La mal disimulada presencia, en el país de gurues nacionales e importados, ha generado un auge local por estos manejos y se aplican rituales hasta para las cosas más nimias. Pero hay un desencuentro con la realidad, donde el ciudadano de a pie se viste de deseos por darle inicio a tiempos nuevos mientras por otro lado se usan artilugios misteriosos para concederle permanencia a lo que aun tenemos.
Es cuando se recurre a la magia.
Y se hace por doquier, soterradamente desde los intricados y escondidos círculos hasta los más o menos conocidos personajes o grupos brujeriles que se dedican a ello. Sea para gozar de beneficios individuales o grupales, para ejercer el poder o para evitar que se ejerza, para obtener logros o impedirlo, para encontrar pareja o dejarla. Cualquier objetivo es bueno a los ojos de quienes tienen esta orientación, usualmente, desconociendo las nefastas consecuencias de su acción. No les quepa la menor duda.

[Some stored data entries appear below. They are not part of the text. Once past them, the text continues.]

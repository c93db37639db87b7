use std::fmt;
use std::sync::Arc;

use serde::{Deserialize, Deserializer, Serialize, Serializer};

/// Immutable, reference-counted text for render commands.
///
/// Captions and labels are re-emitted on every scroll frame, so cloning one
/// must not reallocate. Compares equal to plain `&str`.
#[derive(Debug, Clone, PartialEq, Eq, PartialOrd, Ord, Hash)]
pub struct SharedStr(Arc<str>);

impl SharedStr {
    #[inline]
    pub fn as_str(&self) -> &str {
        &self.0
    }
}

impl PartialEq<str> for SharedStr {
    fn eq(&self, other: &str) -> bool {
        &*self.0 == other
    }
}

impl PartialEq<&str> for SharedStr {
    fn eq(&self, other: &&str) -> bool {
        &*self.0 == *other
    }
}

impl std::ops::Deref for SharedStr {
    type Target = str;

    #[inline]
    fn deref(&self) -> &str {
        &self.0
    }
}

impl AsRef<str> for SharedStr {
    fn as_ref(&self) -> &str {
        &self.0
    }
}

impl std::borrow::Borrow<str> for SharedStr {
    fn borrow(&self) -> &str {
        &self.0
    }
}

impl From<&str> for SharedStr {
    fn from(s: &str) -> Self {
        SharedStr(Arc::from(s))
    }
}

impl From<String> for SharedStr {
    fn from(s: String) -> Self {
        SharedStr(Arc::from(s))
    }
}

impl fmt::Display for SharedStr {
    fn fmt(&self, f: &mut fmt::Formatter<'_>) -> fmt::Result {
        f.write_str(&self.0)
    }
}

// Hand-rolled so serde's `rc` feature is not needed.
impl Serialize for SharedStr {
    fn serialize<S: Serializer>(&self, serializer: S) -> Result<S::Ok, S::Error> {
        serializer.serialize_str(&self.0)
    }
}

impl<'de> Deserialize<'de> for SharedStr {
    fn deserialize<D: Deserializer<'de>>(deserializer: D) -> Result<Self, D::Error> {
        let s = String::deserialize(deserializer)?;
        Ok(SharedStr::from(s))
    }
}
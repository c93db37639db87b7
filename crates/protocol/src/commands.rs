use serde::{Deserialize, Serialize};

use crate::shared_str::SharedStr;
use crate::theme::ThemeToken;
use crate::types::{Color, Point, Rect};

/// A single, stateless render instruction.
///
/// Views emit a `Vec<RenderCommand>` for each story step or chart. Renderers
/// consume this list sequentially; each command carries all the data it
/// needs apart from the opacity/transform stacks.
#[derive(Debug, Clone, PartialEq, Serialize, Deserialize)]
pub enum RenderCommand {
    /// Draw a filled rectangle, optionally with a tooltip label.
    DrawRect {
        rect: Rect,
        color: ThemeToken,
        border_color: Option<ThemeToken>,
        label: Option<SharedStr>,
        corner_radius: f64,
    },

    /// Draw a filled closed polygon with a data-driven fill.
    DrawPolygon {
        points: Vec<Point>,
        fill: Color,
        stroke: Option<ThemeToken>,
        stroke_width: f64,
    },

    /// Point marker, e.g. a timeline dot or a meteorite on the map.
    DrawCircle {
        center: Point,
        radius: f64,
        color: ThemeToken,
    },

    /// Text anchored at `position`, which is the baseline.
    DrawText {
        position: Point,
        text: SharedStr,
        color: ThemeToken,
        font_size: f64,
        align: TextAlign,
        bold: bool,
    },

    DrawLine {
        from: Point,
        to: Point,
        color: ThemeToken,
        width: f64,
    },

    /// Multiply the opacity of all subsequent commands by `alpha` until the
    /// matching `PopOpacity`.
    PushOpacity { alpha: f64 },

    PopOpacity,

    /// Translate then scale every following command until `PopTransform`.
    PushTransform { translate: Point, scale: Point },

    PopTransform,

    /// Open a named group: a story step, a chart or a map layer.
    BeginGroup {
        id: SharedStr,
        label: Option<SharedStr>,
    },

    EndGroup,
}

#[derive(Debug, Clone, Copy, PartialEq, Eq, Serialize, Deserialize)]
pub enum TextAlign {
    Left,
    Center,
    Right,
}

#[cfg(test)]
mod tests {
    use super::*;

    #[test]
    fn commands_serialize_externally_tagged() {
        let cmd = RenderCommand::PushOpacity { alpha: 0.5 };
        let json = serde_json::to_string(&cmd).unwrap_or_default();
        assert_eq!(json, r#"{"PushOpacity":{"alpha":0.5}}"#);
    }
}
//! Map coordinates to screen pixels.
//!
//! Real cartographic projections are left to the caller; [`FitToBox`] is
//! a plain linear fit that works for data already in a planar reference
//! system (e.g. polar stereographic metres).

use icefield_protocol::{Point, Viewport};

pub trait Projection {
    /// Screen position of `(x, y)` in source coordinates, or `None` when the
    /// point cannot be projected.
    fn project(&self, x: f64, y: f64) -> Option<Point>;
}

/// Uniform scale plus translation, with the y axis flipped so north is up.
#[derive(Debug, Clone, Copy, PartialEq)]
pub struct FitToBox {
    scale: f64,
    translate: Point,
}

impl FitToBox {
    /// Fit the bounding box of `coords` into `viewport` minus `padding` on
    /// every side, centred, preserving aspect ratio. Returns `None` for an
    /// empty or non-finite input.
    pub fn fit(coords: impl IntoIterator<Item = (f64, f64)>, viewport: &Viewport, padding: f64) -> Option<Self> {
        let mut min = (f64::INFINITY, f64::INFINITY);
        let mut max = (f64::NEG_INFINITY, f64::NEG_INFINITY);
        for (x, y) in coords {
            if !x.is_finite() || !y.is_finite() {
                continue;
            }
            min = (min.0.min(x), min.1.min(y));
            max = (max.0.max(x), max.1.max(y));
        }
        if !min.0.is_finite() {
            return None;
        }

        let inner_w = (viewport.width - 2.0 * padding).max(0.0);
        let inner_h = (viewport.height - 2.0 * padding).max(0.0);
        let span_x = max.0 - min.0;
        let span_y = max.1 - min.1;
        let scale = match (span_x > 0.0, span_y > 0.0) {
            (true, true) => (inner_w / span_x).min(inner_h / span_y),
            (true, false) => inner_w / span_x,
            (false, true) => inner_h / span_y,
            (false, false) => 1.0,
        };

        let center_x = viewport.x + viewport.width / 2.0;
        let center_y = viewport.y + viewport.height / 2.0;
        let mid = ((min.0 + max.0) / 2.0, (min.1 + max.1) / 2.0);
        Some(Self {
            scale,
            translate: Point::new(center_x - mid.0 * scale, center_y + mid.1 * scale),
        })
    }

    pub fn scale(&self) -> f64 {
        self.scale
    }
}

impl Projection for FitToBox {
    fn project(&self, x: f64, y: f64) -> Option<Point> {
        if !x.is_finite() || !y.is_finite() {
            return None;
        }
        Some(Point::new(
            self.translate.x + x * self.scale,
            self.translate.y - y * self.scale,
        ))
    }
}

#[cfg(test)]
mod tests {
    use super::*;

    #[test]
    fn fits_and_flips() {
        let vp = Viewport::sized(200.0, 100.0);
        let fit = FitToBox::fit([(0.0, 0.0), (10.0, 10.0)], &vp, 0.0);
        let Some(fit) = fit else {
            panic!("fit failed");
        };
        assert_eq!(fit.scale(), 10.0);
        assert_eq!(fit.project(0.0, 0.0), Some(Point::new(50.0, 100.0)));
        assert_eq!(fit.project(10.0, 10.0), Some(Point::new(150.0, 0.0)));
        assert_eq!(fit.project(f64::NAN, 0.0), None);
    }

    #[test]
    fn empty_input_does_not_fit() {
        let vp = Viewport::sized(10.0, 10.0);
        assert!(FitToBox::fit(std::iter::empty(), &vp, 1.0).is_none());
    }

    #[test]
    fn single_point_is_centred() {
        let vp = Viewport::sized(40.0, 20.0);
        let fit = FitToBox::fit([(5.0, 5.0)], &vp, 2.0);
        assert_eq!(
            fit.and_then(|f| f.project(5.0, 5.0)),
            Some(Point::new(20.0, 10.0))
        );
    }
}
//! Hexagonal binning of planar points.
//!
//! Pointy-top hexagons on a grid whose odd rows are shifted half a column.
//! Each point lands in the bin with the nearest centre.

use std::collections::HashMap;
use std::f64::consts::PI;

use icefield_protocol::Point;

/// One occupied hexagon.
#[derive(Debug, Clone, PartialEq)]
pub struct HexBin<T> {
    /// Centre of the hexagon.
    pub center: Point,
    pub members: Vec<T>,
}

impl<T> HexBin<T> {
    pub fn len(&self) -> usize {
        self.members.len()
    }

    pub fn is_empty(&self) -> bool {
        self.members.is_empty()
    }
}

#[derive(Debug, Clone, Copy, PartialEq)]
pub struct Hexbin {
    radius: f64,
    dx: f64,
    dy: f64,
}

impl Hexbin {
    pub fn new(radius: f64) -> Self {
        Self {
            radius,
            dx: radius * 2.0 * (PI / 3.0).sin(),
            dy: radius * 1.5,
        }
    }

    pub fn radius(&self) -> f64 {
        self.radius
    }

    /// Bin `items`, locating each with `position`. Points with a NaN
    /// coordinate are skipped. Bins come back in the order their first
    /// member was seen.
    pub fn bin<T>(
        &self,
        items: impl IntoIterator<Item = T>,
        position: impl Fn(&T) -> Point,
    ) -> Vec<HexBin<T>> {
        let mut bins: Vec<HexBin<T>> = Vec::new();
        let mut by_cell: HashMap<(i64, i64), usize> = HashMap::new();

        for item in items {
            let p = position(&item);
            if p.x.is_nan() || p.y.is_nan() {
                continue;
            }
            let (col, row) = self.cell(p);
            let slot = *by_cell.entry((col as i64, row as i64)).or_insert_with(|| {
                bins.push(HexBin {
                    center: Point::new((col + row_shift(row)) * self.dx, row * self.dy),
                    members: Vec::new(),
                });
                bins.len() - 1
            });
            bins[slot].members.push(item);
        }
        bins
    }

    /// Grid column and row of the hexagon whose centre is nearest `p`.
    fn cell(&self, p: Point) -> (f64, f64) {
        let py = p.y / self.dy;
        let mut row = js_round(py);
        let px = p.x / self.dx - row_shift(row);
        let mut col = js_round(px);
        let py1 = py - row;

        // Near a row boundary the neighbouring row's centre may be closer.
        if py1.abs() * 3.0 > 1.0 {
            let px1 = px - col;
            let col2 = col + if px < col { -0.5 } else { 0.5 };
            let row2 = row + if py < row { -1.0 } else { 1.0 };
            let px2 = px - col2;
            let py2 = py - row2;
            if px1 * px1 + py1 * py1 > px2 * px2 + py2 * py2 {
                col = col2 + if row_shift(row) > 0.0 { 0.5 } else { -0.5 };
                row = row2;
            }
        }
        (col, row)
    }

    /// Corner offsets of a hexagon relative to its centre, clockwise from
    /// the top.
    pub fn corners(&self) -> [Point; 6] {
        std::array::from_fn(|k| {
            let angle = k as f64 * PI / 3.0;
            Point::new(angle.sin() * self.radius, -angle.cos() * self.radius)
        })
    }

    /// Absolute corners of the hexagon centred on `center`.
    pub fn hexagon_at(&self, center: Point) -> Vec<Point> {
        self.corners()
            .iter()
            .map(|c| center.offset(c.x, c.y))
            .collect()
    }
}

/// Half-column offset of odd rows, negative rows included.
fn row_shift(row: f64) -> f64 {
    if (row as i64).rem_euclid(2) == 1 {
        0.5
    } else {
        0.0
    }
}

/// Round half up, so `-2.5 -> -2` and `2.5 -> 3`.
fn js_round(v: f64) -> f64 {
    (v + 0.5).floor()
}
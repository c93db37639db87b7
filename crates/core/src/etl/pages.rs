//! Paged export planning and merging.
//!
//! The museum API returns at most `page_size` rows per request. A download
//! is planned as a list of `(start, rows)` requests, then the page
//! responses are merged back into one record array.

use serde::Serialize;
use serde_json::Value;
use thiserror::Error;

#[derive(Debug, Error, PartialEq)]
pub enum PageError {
    #[error("page size must be positive")]
    ZeroPageSize,
    #[error("page {page}: {reason}")]
    InvalidStructure { page: usize, reason: &'static str },
    #[error("expected an array at position {0}")]
    NotAnArray(usize),
}

#[derive(Debug, Clone, Copy, PartialEq, Eq, Serialize)]
pub struct PageRequest {
    pub start: usize,
    pub rows: usize,
}

/// Requests covering `row_count` rows. The last page carries the remainder.
pub fn page_plan(row_count: usize, page_size: usize) -> Result<Vec<PageRequest>, PageError> {
    if page_size == 0 {
        return Err(PageError::ZeroPageSize);
    }
    let pages = row_count.div_ceil(page_size);
    Ok((0..pages)
        .map(|i| {
            let start = i * page_size;
            PageRequest {
                start,
                rows: page_size.min(row_count - start),
            }
        })
        .collect())
}

/// The `response.rowCount` of the first page response.
pub fn row_count(first_page: &Value) -> Result<usize, PageError> {
    first_page
        .pointer("/response/rowCount")
        .and_then(Value::as_u64)
        .and_then(|n| usize::try_from(n).ok())
        .ok_or(PageError::InvalidStructure {
            page: 0,
            reason: "response.rowCount is not a number",
        })
}

/// Concatenate `response.rows` of every page, in page order.
pub fn merge_pages(pages: &[Value]) -> Result<Vec<Value>, PageError> {
    let mut merged = Vec::new();
    for (page, response) in pages.iter().enumerate() {
        let rows = response
            .pointer("/response/rows")
            .and_then(Value::as_array)
            .ok_or(PageError::InvalidStructure {
                page,
                reason: "response.rows is not an array",
            })?;
        merged.extend(rows.iter().cloned());
    }
    tracing::debug!(pages = pages.len(), rows = merged.len(), "merged pages");
    Ok(merged)
}

/// Concatenate top-level arrays, e.g. biography batches.
pub fn concat_arrays(arrays: Vec<Value>) -> Result<Vec<Value>, PageError> {
    let mut merged = Vec::new();
    for (index, value) in arrays.into_iter().enumerate() {
        match value {
            Value::Array(items) => merged.extend(items),
            _ => return Err(PageError::NotAnArray(index)),
        }
    }
    Ok(merged)
}

#[cfg(test)]
mod tests {
    use super::*;
    use serde_json::json;

    #[test]
    fn plan_covers_every_row() {
        let plan = page_plan(2350, 1000).unwrap();
        assert_eq!(
            plan,
            vec![
                PageRequest { start: 0, rows: 1000 },
                PageRequest { start: 1000, rows: 1000 },
                PageRequest { start: 2000, rows: 350 },
            ]
        );
        assert_eq!(page_plan(2000, 1000).unwrap().len(), 2);
        assert!(page_plan(0, 1000).unwrap().is_empty());
        assert_eq!(page_plan(5, 0), Err(PageError::ZeroPageSize));
    }

    #[test]
    fn pages_merge_in_order() {
        let pages = vec![
            json!({"response": {"rowCount": 3, "rows": [{"id": "a"}, {"id": "b"}]}}),
            json!({"response": {"rows": [{"id": "c"}]}}),
        ];
        assert_eq!(row_count(&pages[0]), Ok(3));
        let rows = merge_pages(&pages).unwrap();
        let ids: Vec<&str> = rows.iter().filter_map(|r| r["id"].as_str()).collect();
        assert_eq!(ids, vec!["a", "b", "c"]);
    }

    #[test]
    fn malformed_pages_are_rejected() {
        let pages = vec![
            json!({"response": {"rows": []}}),
            json!({"response": {"rows": "oops"}}),
        ];
        assert!(matches!(
            merge_pages(&pages),
            Err(PageError::InvalidStructure { page: 1, .. })
        ));
        assert!(row_count(&pages[0]).is_err());
    }

    #[test]
    fn arrays_concatenate() {
        let merged = concat_arrays(vec![json!([1, 2]), json!([3])]).unwrap();
        assert_eq!(merged, vec![json!(1), json!(2), json!(3)]);
        assert_eq!(
            concat_arrays(vec![json!([]), json!({})]),
            Err(PageError::NotAnArray(1))
        );
    }
}
impl StoryCursor {
    fn new() -> Self {
        Self {
            scroll: ScrollStep::new(0, 0.0),
        }
    }

    fn last_index() -> usize {
        StepId::ALL.len() - 1
    }

    /// Move by `delta` progress, rolling over into neighbouring steps. The
    /// story is clamped at both ends.
    fn scroll_by(&mut self, delta: f64) {
        let mut index = self.scroll.index;
        let mut progress = self.scroll.progress + delta;
        while progress > 1.0 && index < Self::last_index() {
            progress -= 1.0;
            index += 1;
        }
        while progress < 0.0 && index > 0 {
            progress += 1.0;
            index -= 1;
        }
        self.scroll = ScrollStep::new(index, progress.clamp(0.0, 1.0));
    }

    /// Jump to the middle of the next (`forward`) or previous step.
    fn jump(&mut self, forward: bool) {
        let index = if forward {
            (self.scroll.index + 1).min(Self::last_index())
        } else {
            self.scroll.index.saturating_sub(1)
        };
        self.scroll = ScrollStep::new(index, 0.5);
    }

    fn step(&self) -> StepId {
        StepId::from_index(self.scroll.index).unwrap_or(StepId::Title)
    }
}

/// Interactive story preview. Arrow keys or the mouse wheel scroll, page
/// keys jump between steps, `q` quits.
pub fn run_story(data: &StoryData, config: &StoryConfig) -> Result<()> {
    enable_raw_mode()?;
    let mut stdout = stdout();
    execute!(stdout, EnterAlternateScreen, EnableMouseCapture)?;
    let backend = CrosstermBackend::new(stdout);
    let mut terminal = Terminal::new(backend)?;

    let result = story_loop(&mut terminal, data, config);

    disable_raw_mode()?;
    execute!(
        terminal.backend_mut(),
        LeaveAlternateScreen,
        DisableMouseCapture
    )?;
    terminal.show_cursor()?;

    result
}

En el país se abren expectativas para la solución de los problemas que vienen haciéndose eco uno tras otro pero ahora con el apoyo de brujos, videntes y hechiceros. Unos conocedores de oficio otros sencillamente comerciantes de ello. Pero en ninguno de los casos los resultados son siempre los deseados aunque así lo parezca, pues no puede pretender un pastor que ha vapuleado severamente su perro que éste permanezca inerme sin que, más temprano que tarde, éste le haga sentir su repudio y descontento mordiéndole la mano que antes le dio de comer. Y aunque un brujo se disfrace de pastor para atraer las bondades de un perro, la intuición de éste siempre detectará lo que se oculta tras las pomposas vestiduras con las que se cubre el encantador seductor del animal.
Aquel hace hechizos, el perro a través de su sabiduría innata, detecta la realidad.
Y aunque son tiempos de magia, el can no la necesita.
Sin embargo, debemos admitir que, para el hombre, es a través de ella que históricamente se han manejado personas, sociedades, pueblos, países. La Venezuela actual no es una excepción, perteneciendo como corresponde a una comunidad donde la realidad se trasluce desde los principios mágico místicos de sus ciudadanos, sincretizados con los religiosos.
Se busca a quien se considere el mejor y vaya recomendado como infalible, se arriesga a incursionar en lugares que no se suele frecuentar tan solo por aquí vive esa persona que todo lo puede, se compran los ingredientes para elaborar el ritual que finalmente dará tan solo resultados aparentes y, a veces, ni eso.¡Què desepciòn!

Por ello, en estos días, se inserta en el hombre una suerte de tiempo de retiro, tiempo de reflexión y reencuentro con ilusiones abortadas, otras apenas germinando y las menos, cumplidas. Es como volar en alas de los sueños que antes tuvimos y esperábamos ver completados ahora pero que las circunstancias, bien individuales, bien grupales, no siempre lo permitieron.
Entonces ofrecemos poner todo nuestro empeño en que ¡ahora sí! y nunca faltara quien te diga que conoce a alguien verdaderamente capaz de predecirte la perspectiva que tomará tu vida, decides visitarla, creyendo que ahora eso es lo más indicado.
Pero la magia es sabiduría ancestral y, si quien funge de conocedor no la ejerce, ella no tiene asidero, quienes pregonan ser sus maestros sólo son sus siervos, porque al final de los finales, tan solo serán un hechicero vestido de p astor, que aun no sabe, que el verdadero maestro es aquel a quien vio como can.